Task directions:
Using the listing below, report all lines holding the word "lookup".

Data to examine:
════════════════
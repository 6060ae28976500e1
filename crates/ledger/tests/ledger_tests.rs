// Ledger service tests: trade arithmetic, invariants, and failure paths,
// run against an in-memory store and a mock quote provider.

use async_trait::async_trait;
use chrono::Utc;
use core_types::{Holding, TradeRecord, TradeSide, User};
use database::DbError;
use ledger::{Ledger, LedgerError, LedgerStore};
use quotes::{QuoteError, QuoteProvider};
use rust_decimal::Decimal;
use rust_decimal_macros::dec;
use std::collections::HashMap;
use std::sync::{Arc, Mutex};
use uuid::Uuid;

// ═══════════════════════════════════════════════════════════════════
// Mock quote provider
// ═══════════════════════════════════════════════════════════════════

struct MockQuoteProvider {
    prices: HashMap<String, Decimal>,
}

impl MockQuoteProvider {
    fn new() -> Self {
        let mut prices = HashMap::new();
        prices.insert("NFLX".into(), dec!(20.00));
        prices.insert("AAPL".into(), dec!(189.70));
        prices.insert("ODD".into(), dec!(10.333));
        Self { prices }
    }

    fn set_price(&mut self, symbol: &str, price: Decimal) {
        self.prices.insert(symbol.to_string(), price);
    }
}

#[async_trait]
impl QuoteProvider for MockQuoteProvider {
    async fn lookup(&self, symbol: &str) -> Result<core_types::Quote, QuoteError> {
        let price = self
            .prices
            .get(symbol)
            .copied()
            .ok_or(QuoteError::SymbolNotFound)?;
        Ok(core_types::Quote {
            symbol: symbol.to_string(),
            name: format!("{symbol} Inc."),
            price,
        })
    }
}

/// A provider whose upstream is down; every lookup fails hard.
struct BrokenQuoteProvider;

#[async_trait]
impl QuoteProvider for BrokenQuoteProvider {
    async fn lookup(&self, _symbol: &str) -> Result<core_types::Quote, QuoteError> {
        Err(QuoteError::Status(502))
    }
}

// ═══════════════════════════════════════════════════════════════════
// In-memory store enforcing the same arithmetic rules as the SQL one
// ═══════════════════════════════════════════════════════════════════

#[derive(Default)]
struct State {
    users: HashMap<Uuid, User>,
    holdings: HashMap<(Uuid, String), i64>,
    trades: Vec<TradeRecord>,
}

#[derive(Clone, Default)]
struct MemoryStore {
    state: Arc<Mutex<State>>,
}

impl MemoryStore {
    fn add_user(&self, cash: Decimal) -> Uuid {
        let user_id = Uuid::new_v4();
        let user = User {
            user_id,
            username: format!("user-{user_id}"),
            password_hash: "unused".into(),
            cash,
            created_at: Utc::now(),
        };
        self.state.lock().unwrap().users.insert(user_id, user);
        user_id
    }

    fn cash(&self, user_id: Uuid) -> Decimal {
        self.state.lock().unwrap().users[&user_id].cash
    }

    fn quantity(&self, user_id: Uuid, symbol: &str) -> Option<i64> {
        self.state
            .lock()
            .unwrap()
            .holdings
            .get(&(user_id, symbol.to_string()))
            .copied()
    }

    fn trade_count(&self, user_id: Uuid) -> usize {
        self.state
            .lock()
            .unwrap()
            .trades
            .iter()
            .filter(|t| t.user_id == user_id)
            .count()
    }
}

#[async_trait]
impl LedgerStore for MemoryStore {
    async fn fetch_user(&self, user_id: Uuid) -> Result<User, DbError> {
        self.state
            .lock()
            .unwrap()
            .users
            .get(&user_id)
            .cloned()
            .ok_or(DbError::NotFound)
    }

    async fn holdings_for_user(&self, user_id: Uuid) -> Result<Vec<Holding>, DbError> {
        let state = self.state.lock().unwrap();
        let mut holdings: Vec<Holding> = state
            .holdings
            .iter()
            .filter(|((id, _), _)| *id == user_id)
            .map(|((_, symbol), quantity)| Holding {
                user_id,
                symbol: symbol.clone(),
                quantity: *quantity,
            })
            .collect();
        holdings.sort_by(|a, b| a.symbol.cmp(&b.symbol));
        Ok(holdings)
    }

    async fn trades_for_user(&self, user_id: Uuid) -> Result<Vec<TradeRecord>, DbError> {
        let state = self.state.lock().unwrap();
        // Newest first, matching the SQL ORDER BY executed_at DESC.
        Ok(state
            .trades
            .iter()
            .filter(|t| t.user_id == user_id)
            .rev()
            .cloned()
            .collect())
    }

    async fn execute_buy(
        &self,
        user_id: Uuid,
        symbol: &str,
        shares: i64,
        total: Decimal,
    ) -> Result<Decimal, DbError> {
        let mut state = self.state.lock().unwrap();
        let cash = state.users.get(&user_id).ok_or(DbError::NotFound)?.cash;
        if cash < total {
            return Err(DbError::InsufficientCash);
        }
        let new_cash = cash - total;
        state.users.get_mut(&user_id).unwrap().cash = new_cash;
        *state
            .holdings
            .entry((user_id, symbol.to_string()))
            .or_insert(0) += shares;
        state.trades.push(TradeRecord {
            trade_id: Uuid::new_v4(),
            user_id,
            symbol: symbol.to_string(),
            shares,
            total,
            side: TradeSide::Buy,
            executed_at: Utc::now(),
        });
        Ok(new_cash)
    }

    async fn execute_sell(
        &self,
        user_id: Uuid,
        symbol: &str,
        shares: i64,
        total: Decimal,
    ) -> Result<Decimal, DbError> {
        let mut state = self.state.lock().unwrap();
        // Account first, then the holding, same order as the SQL transaction.
        let cash = state.users.get(&user_id).ok_or(DbError::NotFound)?.cash;
        let key = (user_id, symbol.to_string());
        let held = state.holdings.get(&key).copied().unwrap_or(0);
        if held < shares {
            return Err(DbError::InsufficientShares);
        }
        if held == shares {
            state.holdings.remove(&key);
        } else {
            *state.holdings.get_mut(&key).unwrap() -= shares;
        }
        let new_cash = cash + total;
        state.users.get_mut(&user_id).unwrap().cash = new_cash;
        state.trades.push(TradeRecord {
            trade_id: Uuid::new_v4(),
            user_id,
            symbol: symbol.to_string(),
            shares,
            total,
            side: TradeSide::Sell,
            executed_at: Utc::now(),
        });
        Ok(new_cash)
    }
}

fn ledger_with(store: &MemoryStore) -> Ledger<MemoryStore> {
    Ledger::new(store.clone(), Arc::new(MockQuoteProvider::new()))
}

// ═══════════════════════════════════════════════════════════════════
// Buy
// ═══════════════════════════════════════════════════════════════════

#[tokio::test]
async fn buy_debits_cash_and_records_one_trade() {
    let store = MemoryStore::default();
    let user_id = store.add_user(dec!(10000.00));
    let ledger = ledger_with(&store);

    let receipt = ledger.buy(user_id, "nflx", 10).await.unwrap();

    assert_eq!(receipt.symbol, "NFLX");
    assert_eq!(receipt.side, TradeSide::Buy);
    assert_eq!(receipt.total, dec!(200.00));
    assert_eq!(receipt.cash_after, dec!(9800.00));
    assert_eq!(store.cash(user_id), dec!(9800.00));
    assert_eq!(store.quantity(user_id, "NFLX"), Some(10));
    assert_eq!(store.trade_count(user_id), 1);
}

#[tokio::test]
async fn repeat_buys_accumulate_the_holding() {
    let store = MemoryStore::default();
    let user_id = store.add_user(dec!(10000.00));
    let ledger = ledger_with(&store);

    ledger.buy(user_id, "NFLX", 4).await.unwrap();
    ledger.buy(user_id, "NFLX", 6).await.unwrap();

    assert_eq!(store.quantity(user_id, "NFLX"), Some(10));
    assert_eq!(store.cash(user_id), dec!(9800.00));
    assert_eq!(store.trade_count(user_id), 2);
}

#[tokio::test]
async fn buy_cost_is_rounded_to_cents() {
    let store = MemoryStore::default();
    let user_id = store.add_user(dec!(100.00));
    let ledger = ledger_with(&store);

    // 10.333 * 3 = 30.999, which must land as 31.00.
    let receipt = ledger.buy(user_id, "ODD", 3).await.unwrap();

    assert_eq!(receipt.total, dec!(31.00));
    assert_eq!(store.cash(user_id), dec!(69.00));
}

#[tokio::test]
async fn buy_beyond_cash_fails_and_changes_nothing() {
    let store = MemoryStore::default();
    let user_id = store.add_user(dec!(100.00));
    let ledger = ledger_with(&store);

    let err = ledger.buy(user_id, "AAPL", 10).await.unwrap_err();

    assert!(matches!(err, LedgerError::InsufficientFunds));
    assert_eq!(store.cash(user_id), dec!(100.00));
    assert_eq!(store.quantity(user_id, "AAPL"), None);
    assert_eq!(store.trade_count(user_id), 0);
}

#[tokio::test]
async fn buy_rejects_non_positive_shares() {
    let store = MemoryStore::default();
    let user_id = store.add_user(dec!(10000.00));
    let ledger = ledger_with(&store);

    for shares in [0, -3] {
        let err = ledger.buy(user_id, "NFLX", shares).await.unwrap_err();
        assert!(matches!(err, LedgerError::InvalidShares));
    }
    assert_eq!(store.trade_count(user_id), 0);
}

#[tokio::test]
async fn buy_of_unknown_symbol_is_a_validation_failure() {
    let store = MemoryStore::default();
    let user_id = store.add_user(dec!(10000.00));
    let ledger = ledger_with(&store);

    let err = ledger.buy(user_id, "ZZZZ", 1).await.unwrap_err();

    assert!(matches!(err, LedgerError::SymbolNotFound));
    assert_eq!(store.cash(user_id), dec!(10000.00));
}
════════════════
Problem solution:
    async fn lookup(&self, symbol: &str) -> Result<core_types::Quote, QuoteError> {
/// A provider whose upstream is down; every lookup fails hard.
    async fn lookup(&self, _symbol: &str) -> Result<core_types::Quote, QuoteError> {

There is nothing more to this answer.